LONDON, Aug 3 (Reuters) - The number of sovereign wealth fund investment deals almost halved to 26 in the first quarter from the previous three months, with a total value of $6.8 billion -- the lowest since the last quarter of 2005, a survey showed on Monday.
The survey by client advisory firm Monitor Group and research institute Fondazione Eni Enrico Mattei showed four state-owned funds from Abu Dhabi were the most active during the first quarter, accounting for 12 out of 26 deals, and making up almost three quarters of the total reported investment value.
"Coupled with slowing income from plummeting oil prices and contracting global trade in 2008, the volatile investment climate has made SWFs more risk averse," said the paper, which surveyed more than 30 sovereign wealth funds (SWFs).

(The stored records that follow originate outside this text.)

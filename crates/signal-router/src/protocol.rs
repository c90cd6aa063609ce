//! Wire protocol for the signaling channel.
//!
//! Frames are JSON objects of the form `{"event": <name>, "data": <payload>}`,
//! expressed as adjacently tagged enums. Event names are kebab-case and match
//! the client protocol exactly; `from`/`to` fields are relayed as received and
//! never rewritten by the router.
//!
//! Inbound and outbound surfaces differ slightly: `offer-chat` and
//! `answer-chat` arrive wrapped (`{"offer": ...}`) but are broadcast with the
//! payload unwrapped, and `joined`/`busy` exist only outbound.

use serde::{Deserialize, Serialize};
use serde_json::Value;
use std::fmt;
use uuid::Uuid;

/// Opaque handle to one live client connection.
///
/// Minted by the transport layer when a socket is accepted; the core never
/// duplicates or fabricates these.
#[derive(Debug, Clone, Copy, PartialEq, Eq, Hash, Serialize, Deserialize)]
pub struct ConnectionId(Uuid);

impl ConnectionId {
    /// Mint a fresh connection ID.
    #[must_use]
    pub fn new() -> Self {
        Self(Uuid::new_v4())
    }
}

impl Default for ConnectionId {
    fn default() -> Self {
        Self::new()
    }
}

impl fmt::Display for ConnectionId {
    fn fmt(&self, f: &mut fmt::Formatter<'_>) -> fmt::Result {
        self.0.fmt(f)
    }
}

/// One entry of the presence list broadcast in `joined` frames.
#[derive(Debug, Clone, PartialEq, Eq, Serialize, Deserialize)]
pub struct ParticipantInfo {
    /// Connection the username is bound to.
    #[serde(rename = "id")]
    pub connection_id: ConnectionId,
    /// Claimed username. Uniqueness is not enforced.
    pub username: String,
}

/// Events received from clients.
#[derive(Debug, Clone, PartialEq, Serialize, Deserialize)]
#[serde(tag = "event", content = "data", rename_all = "kebab-case")]
pub enum ClientEvent {
    /// Claim a username for this connection.
    JoinUser(String),
    /// SDP offer, directed to `to`.
    Offer { from: String, to: String, offer: Value },
    /// SDP answer, directed back to `from`.
    Answer {
        from: String,
        to: String,
        answer: Value,
    },
    /// Call invitation. Marks both parties busy.
    Call { from: String, to: String },
    /// Callee accepted; directed to `from`.
    AcceptCall { from: String, to: String },
    /// Callee rejected; clears busy, directed to `from`.
    RejectCall { from: String, to: String },
    /// Caller cancelled before answer; clears busy, directed to `to`.
    CancelCall { from: String, to: String },
    /// Call teardown complete; clears busy, directed to both parties.
    CallEnded { from: String, to: String },
    /// Ask the peer to initiate teardown. No busy effect.
    EndCall { from: String, to: String },
    /// Camera toggle notice, directed to `from`.
    Camera { from: String, to: String },
    /// Audio toggle notice, directed to `from`.
    Audio { from: String, to: String },
    /// Screen-share start notice, directed to `from`.
    StartShareScreen { from: String, to: String },
    /// ICE candidate, broadcast to everyone but the sender.
    Icecandidate(Value),
    /// Chat-channel offer, broadcast-except-sender with the payload unwrapped.
    OfferChat { offer: Value },
    /// Chat-channel answer, broadcast-except-sender with the payload unwrapped.
    AnswerChat { answer: Value },
    /// Whiteboard handoff, directed to `to`.
    ChangeWhiteboard { to: String },
    /// Whiteboard session start, directed to `from`.
    StartWhiteboard { from: String },
}

/// Events delivered to clients.
#[derive(Debug, Clone, PartialEq, Serialize, Deserialize)]
#[serde(tag = "event", content = "data", rename_all = "kebab-case")]
pub enum ServerEvent {
    /// Full presence list, broadcast after every registry mutation.
    Joined(Vec<ParticipantInfo>),
    /// Full busy snapshot, broadcast after every busy mutation.
    Busy(Vec<String>),
    Offer {
        from: String,
        to: String,
        offer: Value,
    },
    Answer {
        from: String,
        to: String,
        answer: Value,
    },
    Call { from: String, to: String },
    AcceptCall { from: String, to: String },
    RejectCall { from: String, to: String },
    CancelCall { from: String, to: String },
    CallEnded { from: String, to: String },
    EndCall { from: String, to: String },
    Camera { from: String, to: String },
    Audio { from: String, to: String },
    StartShareScreen { from: String, to: String },
    Icecandidate(Value),
    /// Unwrapped chat offer payload.
    OfferChat(Value),
    /// Unwrapped chat answer payload.
    AnswerChat(Value),
    ChangeWhiteboard { to: String },
    StartWhiteboard { from: String },
}

#[cfg(test)]
#[allow(
    clippy::unwrap_used,
    clippy::expect_used,
    clippy::panic,
    clippy::indexing_slicing
)]
mod tests {
    use super::*;
    use serde_json::json;

    #[test]
    fn test_join_user_wire_shape() {
        let frame = json!({"event": "join-user", "data": "alice"});
        let event: ClientEvent = serde_json::from_value(frame).unwrap();
        assert_eq!(event, ClientEvent::JoinUser("alice".to_string()));
    }

    #[test]
    fn test_offer_round_trips_payload_untouched() {
        let frame = json!({
            "event": "offer",
            "data": {"from": "alice", "to": "bob", "offer": {"type": "offer", "sdp": "v=0"}}
        });
        let event: ClientEvent = serde_json::from_value(frame.clone()).unwrap();
        match &event {
            ClientEvent::Offer { from, to, offer } => {
                assert_eq!(from, "alice");
                assert_eq!(to, "bob");
                assert_eq!(offer["sdp"], "v=0");
            }
            other => panic!("unexpected event: {other:?}"),
        }
    }

    #[test]
    fn test_call_lifecycle_event_names() {
        for (name, expected) in [
            ("call", ClientEvent::Call { from: "a".into(), to: "b".into() }),
            (
                "accept-call",
                ClientEvent::AcceptCall { from: "a".into(), to: "b".into() },
            ),
            (
                "reject-call",
                ClientEvent::RejectCall { from: "a".into(), to: "b".into() },
            ),
            (
                "cancel-call",
                ClientEvent::CancelCall { from: "a".into(), to: "b".into() },
            ),
            (
                "call-ended",
                ClientEvent::CallEnded { from: "a".into(), to: "b".into() },
            ),
            (
                "end-call",
                ClientEvent::EndCall { from: "a".into(), to: "b".into() },
            ),
        ] {
            let frame = json!({"event": name, "data": {"from": "a", "to": "b"}});
            let event: ClientEvent = serde_json::from_value(frame).unwrap();
            assert_eq!(event, expected, "event name {name}");
        }
    }

    #[test]
    fn test_start_share_screen_event_name() {
        let event = ServerEvent::StartShareScreen {
            from: "alice".to_string(),
            to: "bob".to_string(),
        };
        let frame = serde_json::to_value(&event).unwrap();
        assert_eq!(frame["event"], "start-share-screen");
    }

    #[test]
    fn test_icecandidate_carries_arbitrary_payload() {
        let frame = json!({"event": "icecandidate", "data": {"candidate": "xyz", "sdpMid": "0"}});
        let event: ClientEvent = serde_json::from_value(frame).unwrap();
        assert!(matches!(event, ClientEvent::Icecandidate(_)));
    }

    #[test]
    fn test_offer_chat_unwrapped_outbound() {
        // Inbound arrives wrapped.
        let frame = json!({"event": "offer-chat", "data": {"offer": {"sdp": "chat"}}});
        let event: ClientEvent = serde_json::from_value(frame).unwrap();
        let ClientEvent::OfferChat { offer } = event else {
            panic!("expected offer-chat");
        };

        // Outbound is the bare payload.
        let out = serde_json::to_value(&ServerEvent::OfferChat(offer)).unwrap();
        assert_eq!(out, json!({"event": "offer-chat", "data": {"sdp": "chat"}}));
    }

    #[test]
    fn test_joined_snapshot_shape() {
        let id = ConnectionId::new();
        let event = ServerEvent::Joined(vec![ParticipantInfo {
            connection_id: id,
            username: "alice".to_string(),
        }]);
        let frame = serde_json::to_value(&event).unwrap();
        assert_eq!(frame["event"], "joined");
        assert_eq!(frame["data"][0]["username"], "alice");
        assert_eq!(frame["data"][0]["id"], id.to_string());
    }

    #[test]
    fn test_busy_snapshot_shape() {
        let event = ServerEvent::Busy(vec!["alice".to_string(), "bob".to_string()]);
        let frame = serde_json::to_value(&event).unwrap();
        assert_eq!(frame, json!({"event": "busy", "data": ["alice", "bob"]}));
    }

    #[test]
    fn test_malformed_frame_is_rejected() {
        let result = serde_json::from_str::<ClientEvent>(r#"{"event": "call"}"#);
        assert!(result.is_err());

        let result = serde_json::from_str::<ClientEvent>(r#"{"event": "no-such-event", "data": 1}"#);
        assert!(result.is_err());
    }

    #[test]
    fn test_connection_id_display_matches_serde() {
        let id = ConnectionId::new();
        let serialized = serde_json::to_value(id).unwrap();
        assert_eq!(serialized, Value::String(id.to_string()));
    }
}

"Retreat cannot be a long-term strategy for SWFs; it would be short-sighted for them to forego opportunities when they have available cash. The current environment offers abundant opportunities for patient investors with cash to pursue the ancient advice to 'buy low, sell high'."
Nearly two thirds of the deals, representing 88 percent of the value, were made in foreign markets. A third of the deals, representing two thirds of the value, were undertaken in the OECD countries, marking a change from the latter half of 2008 when there was a shift towards emerging markets,
Europe remained a preferred market for SWF investments, receiving $3.5 billion -- just over half of the total reported investment value for the quarter. The report also estimated that SWFs suffered mark-to-market losses of $67 billion on their investments in publicly-listed companies by the end of the first quarter.